Roma è infatti una città dalle mille problematiche, pregna della corruzione che circola nel governo e nei meccanismi politici in generale. Così anche Virginia Raggi sembra essersi trovata in mezzo a questo scandalo, con una serie di vicissitudini che la portano ad essere indagata per abuso di ufficio e favoreggiamento.

Una strada ben diversa inoltre è quella che è stata intrapresa dai due sindaci, che hanno stabilito due impostazioni di amministrazione differenti. Chiara Appendino ha infatti lasciato al suo fianco il braccio destro del sindaco uscente, Maurizio Molinari, con cui collabora per il benessere di Torino.

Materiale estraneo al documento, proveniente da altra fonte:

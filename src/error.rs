use thiserror::Error;

macro_rules! malformed_error {
    // Single string version
    ($msg:expr) => {
        crate::Error::Malformed {
            message: $msg.to_string(),
            file: file!(),
            line: line!(),
        }
    };

    // Format string with arguments version
    ($fmt:expr, $($arg:tt)*) => {
        crate::Error::Malformed {
            message: format!($fmt, $($arg)*),
            file: file!(),
            line: line!(),
        }
    };
}

macro_rules! out_of_bounds_error {
    () => {
        crate::Error::OutOfBounds
    };
}

/// The generic Error type, which provides coverage for all errors this library can potentially
/// return.
///
/// This enum covers the failure modes of module parsing, compact-encoding expansion, and
/// listing emission. Each variant provides specific context about the failure mode to enable
/// appropriate error handling.
///
/// # Examples
///
/// ```rust
/// use amxscope::{AmxModule, Error};
///
/// match AmxModule::from_mem(vec![0u8; 16]) {
///     Ok(module) => {
///         println!("Loaded module {}", module.header().name);
///     }
///     Err(Error::NotSupported) => {
///         eprintln!("Not a compiled module");
///     }
///     Err(Error::Malformed { message, file, line }) => {
///         eprintln!("Malformed module: {} ({}:{})", message, file, line);
///     }
///     Err(e) => {
///         eprintln!("Other error: {}", e);
///     }
/// }
/// ```
#[derive(Error, Debug)]
pub enum Error {
    /// The module is damaged and could not be parsed.
    ///
    /// This error indicates that the container structure is corrupted or doesn't conform to
    /// the expected module format. The error includes the source location where the
    /// malformation was detected for debugging purposes.
    ///
    /// # Fields
    ///
    /// * `message` - Detailed description of what was malformed
    /// * `file` - Source file where the error was detected
    /// * `line` - Source line where the error was detected
    #[error("Malformed - {file}:{line}: {message}")]
    Malformed {
        /// The message to be printed for the Malformed error
        message: String,
        /// The source file in which this error occured
        file: &'static str,
        /// The source line in which this error occured
        line: u32,
    },

    /// An out of bound access was attempted while parsing the module.
    ///
    /// This error occurs when trying to read data beyond the end of the file or buffer.
    /// It's a safety check to prevent buffer overruns during parsing.
    #[error("Out of Bound read would have occurred!")]
    OutOfBounds,

    /// This file type is not supported.
    ///
    /// Indicates that the input is not a compiled module produced by the companion
    /// compiler (the header magic does not match).
    #[error("This file type is not supported")]
    NotSupported,

    /// Provided input was empty.
    ///
    /// This error occurs when an empty file or buffer is provided where actual module
    /// data was expected.
    #[error("Provided input was empty")]
    Empty,

    /// File I/O error.
    ///
    /// Wraps standard I/O errors that can occur during file operations such as reading
    /// from disk, writing the listing, permission issues, or filesystem errors.
    #[error("{0}")]
    FileError(#[from] std::io::Error),

    /// Generic error for miscellaneous failures.
    ///
    /// Used for errors that don't fit into other categories or for wrapping external
    /// failures with additional context.
    #[error("{0}")]
    Error(String),
}
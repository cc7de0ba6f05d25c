mod app;

use std::{fs, io::BufWriter, io::Write};

use anyhow::Context;
use clap::Parser;

use crate::app::Cli;

fn main() -> anyhow::Result<()> {
    let cli = Cli::parse();

    // Listing goes to the output file, diagnostics to stderr; RUST_LOG overrides.
    let level = if cli.verbose {
        log::LevelFilter::Debug
    } else {
        log::LevelFilter::Info
    };
    env_logger::Builder::new()
        .filter_module("amxscope", level)
        .filter_module("amxdasm", level)
        .parse_default_env()
        .target(env_logger::Target::Stderr)
        .format_timestamp(None)
        .format_module_path(false)
        .format_target(false)
        .init();

    let output = cli
        .output
        .clone()
        .unwrap_or_else(|| cli.input.with_extension("lst"));

    let module = amxscope::AmxModule::from_file(&cli.input)
        .with_context(|| format!("unable to load module \"{}\"", cli.input.display()))?;
    log::debug!(
        "loaded module \"{}\": {} bytes of code, debug info {}",
        module.header().name,
        module.header().code_size(),
        if module.debug_info().is_some() {
            "present"
        } else {
            "absent"
        }
    );

    let mut writer = BufWriter::new(
        fs::File::create(&output)
            .with_context(|| format!("unable to create output file \"{}\"", output.display()))?,
    );
    amxscope::Disassembler::new(&module, &mut writer)
        .run()
        .with_context(|| format!("failed to disassemble \"{}\"", cli.input.display()))?;
    writer
        .flush()
        .with_context(|| format!("unable to write output file \"{}\"", output.display()))?;

    log::info!("listing written to \"{}\"", output.display());
    Ok(())
}
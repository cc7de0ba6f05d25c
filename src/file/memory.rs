use super::Backend;
use crate::{Error::OutOfBounds, Result};

/// Input file backed by Memory
#[derive(Debug)]
pub struct Memory {
    data: Vec<u8>,
}

impl Memory {
    /// Create a new memory backend
    ///
    /// ## Arguments
    /// * 'data' - The data buffer to consume
    pub fn new(data: Vec<u8>) -> Memory {
        Memory { data }
    }
}

impl Backend for Memory {
    fn data_slice(&self, offset: usize, len: usize) -> Result<&[u8]> {
        let Some(offset_end) = offset.checked_add(len) else {
            return Err(OutOfBounds);
        };

        if offset_end > self.data.len() {
            return Err(OutOfBounds);
        }

        Ok(&self.data[offset..offset_end])
    }

    fn data(&self) -> &[u8] {
        self.data.as_slice()
    }

    fn len(&self) -> usize {
        self.data.len()
    }
}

I problemi per la giunta a Torino non ci sono stati, dal momento che la lista era stata stabilita precedentemente alla sua elezione. Inoltre il sindaco della città piemontese ha deciso di tenere un profilo basso, tenendosi lontano dal Movimento 5 Stelle ed esponendosi in prima persona.
A Torino, scrive il The Economist, le persone sentono di avere come sindaco la signora Appendino e non il Movimento 5 Stelle al completo.

Per la capitale invece si è stabilito di seguire la via dell’onestà e di recidere i legami con le vecchie amministrazioni. I risultati però non sono stati così lampanti e molti esponenti della vecchia destra romana sono rimasti ben saldi nelle loro posizioni di comando.

I cittadini romani arrivano così a chiedersi se il loro voto è stato dato alla persona giusta e se non fosse meglio optare per Giachetti. Difatti nella città eterna nulla è cambiato, i problemi sono sempre gli stessi, come anche i debiti e le persone che la governano.

I problemi del Movimento 5 Stelle: il caso Torino

Ma anche il sindaco di Torino ha anche commesso i suoi errori, mostrando le sue perplessità sul rende pubblico il consorzio idrico della città. Uno dei punti che sono alla base del movimento è così venuto meno e, come fa notare la testata economica inglese, è una delle 5 stelle che sono il simbolo del movimento: l’acqua pubblica.

Gli attivisti hanno così cominciato a pensare di fare una manifestazione contro Chiara Appendino, che non ha rispettato le promesse fatte in campagna elettorale.
Il problema per il movimento è proprio questo: cerca di raccogliere al suo interno troppe correnti diverse, che poi è difficile accontentare.

I differenti punti di vista saranno alla fine delusi e qualcuno dovrà comunque fare i conti con le promesse non mantenute del candidato 5 stelle che ha vinto l’elezione. Proprio questo sembra essere il pericolo maggiore per il movimento di Beppe Grillo: l’impossibilità di portare le correnti interne verso un solo obiettivo.

Putroppo però l’articolo del The Economist non giunge ad una vera risposta alla domanda di partenza e mostra solo che, in caso i 5 stelle vincessero le elezioni, gli elettori non sarebbero del tutto accontentati.
Rimane però da capire se il modello sarà quello di Torino o quello applicato a Roma.